Dataset entries

=== Begin Enclosure ===

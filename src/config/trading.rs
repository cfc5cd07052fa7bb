//! Risk, execution, route selection, and position management configuration.

use std::collections::HashMap;

use rust_decimal::Decimal;
use serde::Deserialize;

/// Risk gate configuration.
#[derive(Debug, Clone, Deserialize)]
pub struct RiskConfig {
    /// Daily loss limit in quote currency. New orders are rejected once
    /// realized daily pnl reaches `-daily_loss_limit`.
    #[serde(default = "default_daily_loss_limit")]
    pub daily_loss_limit: Decimal,
    /// Maximum concurrently open positions.
    #[serde(default = "default_max_open_positions")]
    pub max_open_positions: usize,
    /// Consecutive losing closes before the cooldown trips.
    #[serde(default = "default_loss_streak_threshold")]
    pub loss_streak_threshold: u32,
    /// Cooldown length once the loss streak trips (minutes).
    #[serde(default = "default_cooldown_minutes")]
    pub cooldown_minutes: i64,
    /// Per-strategy notional allocation caps, keyed by strategy name.
    /// Strategies not listed fall back to `default_allocation`.
    #[serde(default)]
    pub strategy_allocations: HashMap<String, Decimal>,
    /// Allocation cap for strategies without an explicit entry.
    #[serde(default = "default_default_allocation")]
    pub default_allocation: Decimal,
}

fn default_daily_loss_limit() -> Decimal {
    Decimal::from(500)
}

const fn default_max_open_positions() -> usize {
    10
}

const fn default_loss_streak_threshold() -> u32 {
    3
}

const fn default_cooldown_minutes() -> i64 {
    30
}

fn default_default_allocation() -> Decimal {
    Decimal::from(1000)
}

impl RiskConfig {
    /// Allocation cap for `strategy`, falling back to the default cap.
    #[must_use]
    pub fn allocation_for(&self, strategy: &str) -> Decimal {
        self.strategy_allocations
            .get(strategy)
            .copied()
            .unwrap_or(self.default_allocation)
    }
}

impl Default for RiskConfig {
    fn default() -> Self {
        Self {
            daily_loss_limit: default_daily_loss_limit(),
            max_open_positions: default_max_open_positions(),
            loss_streak_threshold: default_loss_streak_threshold(),
            cooldown_minutes: default_cooldown_minutes(),
            strategy_allocations: HashMap::new(),
            default_allocation: default_default_allocation(),
        }
    }
}

/// Execution state machine configuration.
#[derive(Debug, Clone, Deserialize)]
pub struct ExecutionConfig {
    /// Attempts before an order fails terminally.
    #[serde(default = "default_exec_max_attempts")]
    pub max_attempts: u32,
    /// Extra attempts granted to high-urgency orders.
    #[serde(default = "default_urgent_extra_attempts")]
    pub urgent_extra_attempts: u32,
    /// Slippage tolerance multiplier applied on each retry.
    #[serde(default = "default_slippage_multiplier")]
    pub slippage_multiplier: Decimal,
    /// Hard ceiling for escalated slippage tolerance (e.g. 0.05 = 5%).
    #[serde(default = "default_slippage_ceiling")]
    pub slippage_ceiling: Decimal,
    /// Deadline for gathering a route quote from one venue (milliseconds).
    #[serde(default = "default_route_deadline_ms")]
    pub route_deadline_ms: u64,
    /// Deadline for swap submission (milliseconds).
    #[serde(default = "default_swap_deadline_ms")]
    pub swap_deadline_ms: u64,
    /// Deadline for swap confirmation (milliseconds).
    #[serde(default = "default_confirm_deadline_ms")]
    pub confirm_deadline_ms: u64,
    /// Pause between a scheduled retry and re-entering routing (milliseconds).
    #[serde(default = "default_retry_delay_ms")]
    pub retry_delay_ms: u64,
}

const fn default_exec_max_attempts() -> u32 {
    3
}

const fn default_urgent_extra_attempts() -> u32 {
    1
}

fn default_slippage_multiplier() -> Decimal {
    Decimal::new(15, 1) // 1.5x
}

fn default_slippage_ceiling() -> Decimal {
    Decimal::new(5, 2) // 5%
}

const fn default_route_deadline_ms() -> u64 {
    2_000
}

const fn default_swap_deadline_ms() -> u64 {
    10_000
}

const fn default_confirm_deadline_ms() -> u64 {
    30_000
}

const fn default_retry_delay_ms() -> u64 {
    250
}

impl ExecutionConfig {
    /// Attempt budget for an order of the given urgency.
    #[must_use]
    pub fn attempts_for(&self, urgency: crate::domain::Urgency) -> u32 {
        match urgency {
            crate::domain::Urgency::High => self.max_attempts + self.urgent_extra_attempts,
            _ => self.max_attempts,
        }
    }
}

impl Default for ExecutionConfig {
    fn default() -> Self {
        Self {
            max_attempts: default_exec_max_attempts(),
            urgent_extra_attempts: default_urgent_extra_attempts(),
            slippage_multiplier: default_slippage_multiplier(),
            slippage_ceiling: default_slippage_ceiling(),
            route_deadline_ms: default_route_deadline_ms(),
            swap_deadline_ms: default_swap_deadline_ms(),
            confirm_deadline_ms: default_confirm_deadline_ms(),
            retry_delay_ms: default_retry_delay_ms(),
        }
    }
}

/// Route selector scoring configuration.
#[derive(Debug, Clone, Deserialize)]
pub struct SelectorConfig {
    /// Venues in descending preference order. Position drives both the
    /// preference weight and the first tie-break.
    #[serde(default)]
    pub venue_preference: Vec<String>,
    /// Weight of the venue-preference term.
    #[serde(default = "default_preference_weight")]
    pub preference_weight: Decimal,
    /// Weight of the normalized expected-output term.
    #[serde(default = "default_output_weight")]
    pub output_weight: Decimal,
    /// Penalty per percentage point of price impact.
    #[serde(default = "default_impact_penalty")]
    pub impact_penalty: Decimal,
    /// Bonus per liquidity source, up to `source_cap`.
    #[serde(default = "default_source_bonus")]
    pub source_bonus: Decimal,
    /// Liquidity sources counted toward the bonus.
    #[serde(default = "default_source_cap")]
    pub source_cap: u32,
    /// Candidates above this price impact are not viable (percent).
    #[serde(default = "default_max_price_impact_pct")]
    pub max_price_impact_pct: Decimal,
}

fn default_preference_weight() -> Decimal {
    Decimal::new(5, 1) // 0.5
}

fn default_output_weight() -> Decimal {
    Decimal::from(10)
}

fn default_impact_penalty() -> Decimal {
    Decimal::new(2, 1) // 0.2 per percentage point
}

fn default_source_bonus() -> Decimal {
    Decimal::new(1, 1) // 0.1
}

const fn default_source_cap() -> u32 {
    5
}

fn default_max_price_impact_pct() -> Decimal {
    Decimal::from(10)
}

impl Default for SelectorConfig {
    fn default() -> Self {
        Self {
            venue_preference: Vec::new(),
            preference_weight: default_preference_weight(),
            output_weight: default_output_weight(),
            impact_penalty: default_impact_penalty(),
            source_bonus: default_source_bonus(),
            source_cap: default_source_cap(),
            max_price_impact_pct: default_max_price_impact_pct(),
        }
    }
}

/// Position management configuration.
#[derive(Debug, Clone, Deserialize)]
pub struct PositionConfig {
    /// Stop-loss distance below entry (e.g. 0.15 = 15%).
    #[serde(default = "default_stop_loss_pct")]
    pub stop_loss_pct: Decimal,
    /// Take-profit distance above entry (e.g. 0.30 = 30%).
    #[serde(default = "default_take_profit_pct")]
    pub take_profit_pct: Decimal,
    /// Maximum holding time before a forced close (minutes).
    #[serde(default = "default_max_hold_minutes")]
    pub max_hold_minutes: i64,
    /// Estimated exit fee used when marking unrealized pnl.
    #[serde(default = "default_exit_fee_estimate")]
    pub exit_fee_estimate: Decimal,
}

fn default_stop_loss_pct() -> Decimal {
    Decimal::new(15, 2) // 15%
}

fn default_take_profit_pct() -> Decimal {
    Decimal::new(30, 2) // 30%
}

const fn default_max_hold_minutes() -> i64 {
    60
}

fn default_exit_fee_estimate() -> Decimal {
    Decimal::ZERO
}

impl Default for PositionConfig {
    fn default() -> Self {
        Self {
            stop_loss_pct: default_stop_loss_pct(),
            take_profit_pct: default_take_profit_pct(),
            max_hold_minutes: default_max_hold_minutes(),
            exit_fee_estimate: default_exit_fee_estimate(),
        }
    }
}

/// Signal-to-order sizing configuration for the pipeline.
#[derive(Debug, Clone, Deserialize)]
pub struct PipelineConfig {
    /// Strategy name stamped on intents (drives allocation accounting).
    #[serde(default = "default_strategy")]
    pub strategy: String,
    /// Notional per order in quote currency.
    #[serde(default = "default_notional")]
    pub notional: Decimal,
    /// Initial slippage tolerance for new orders (e.g. 0.01 = 1%).
    #[serde(default = "default_initial_slippage")]
    pub initial_slippage: Decimal,
    /// Minimum signal confidence to act on (0..=1).
    #[serde(default = "default_min_confidence")]
    pub min_confidence: Decimal,
}

fn default_strategy() -> String {
    "default".into()
}

fn default_notional() -> Decimal {
    Decimal::from(100)
}

fn default_initial_slippage() -> Decimal {
    Decimal::new(1, 2) // 1%
}

fn default_min_confidence() -> Decimal {
    Decimal::new(6, 1) // 0.6
}

impl Default for PipelineConfig {
    fn default() -> Self {
        Self {
            strategy: default_strategy(),
            notional: default_notional(),
            initial_slippage: default_initial_slippage(),
            min_confidence: default_min_confidence(),
        }
    }
}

=== End Enclosure ===

Directions:
Quote the data above verbatim from its first line to the line that includes "an explicit entry.", with both boundary lines retained.

Result of the task:
filename src/config/trading.rs
repository cfc5cd07052fa7bb
//! Risk, execution, route selection, and position management configuration.

use std::collections::HashMap;

use rust_decimal::Decimal;
use serde::Deserialize;

/// Risk gate configuration.
#[derive(Debug, Clone, Deserialize)]
pub struct RiskConfig {
    /// Daily loss limit in quote currency. New orders are rejected once
    /// realized daily pnl reaches `-daily_loss_limit`.
    #[serde(default = "default_daily_loss_limit")]
    pub daily_loss_limit: Decimal,
    /// Maximum concurrently open positions.
    #[serde(default = "default_max_open_positions")]
    pub max_open_positions: usize,
    /// Consecutive losing closes before the cooldown trips.
    #[serde(default = "default_loss_streak_threshold")]
    pub loss_streak_threshold: u32,
    /// Cooldown length once the loss streak trips (minutes).
    #[serde(default = "default_cooldown_minutes")]
    pub cooldown_minutes: i64,
    /// Per-strategy notional allocation caps, keyed by strategy name.
    /// Strategies not listed fall back to `default_allocation`.
    #[serde(default)]
    pub strategy_allocations: HashMap<String, Decimal>,
    /// Allocation cap for strategies without an explicit entry.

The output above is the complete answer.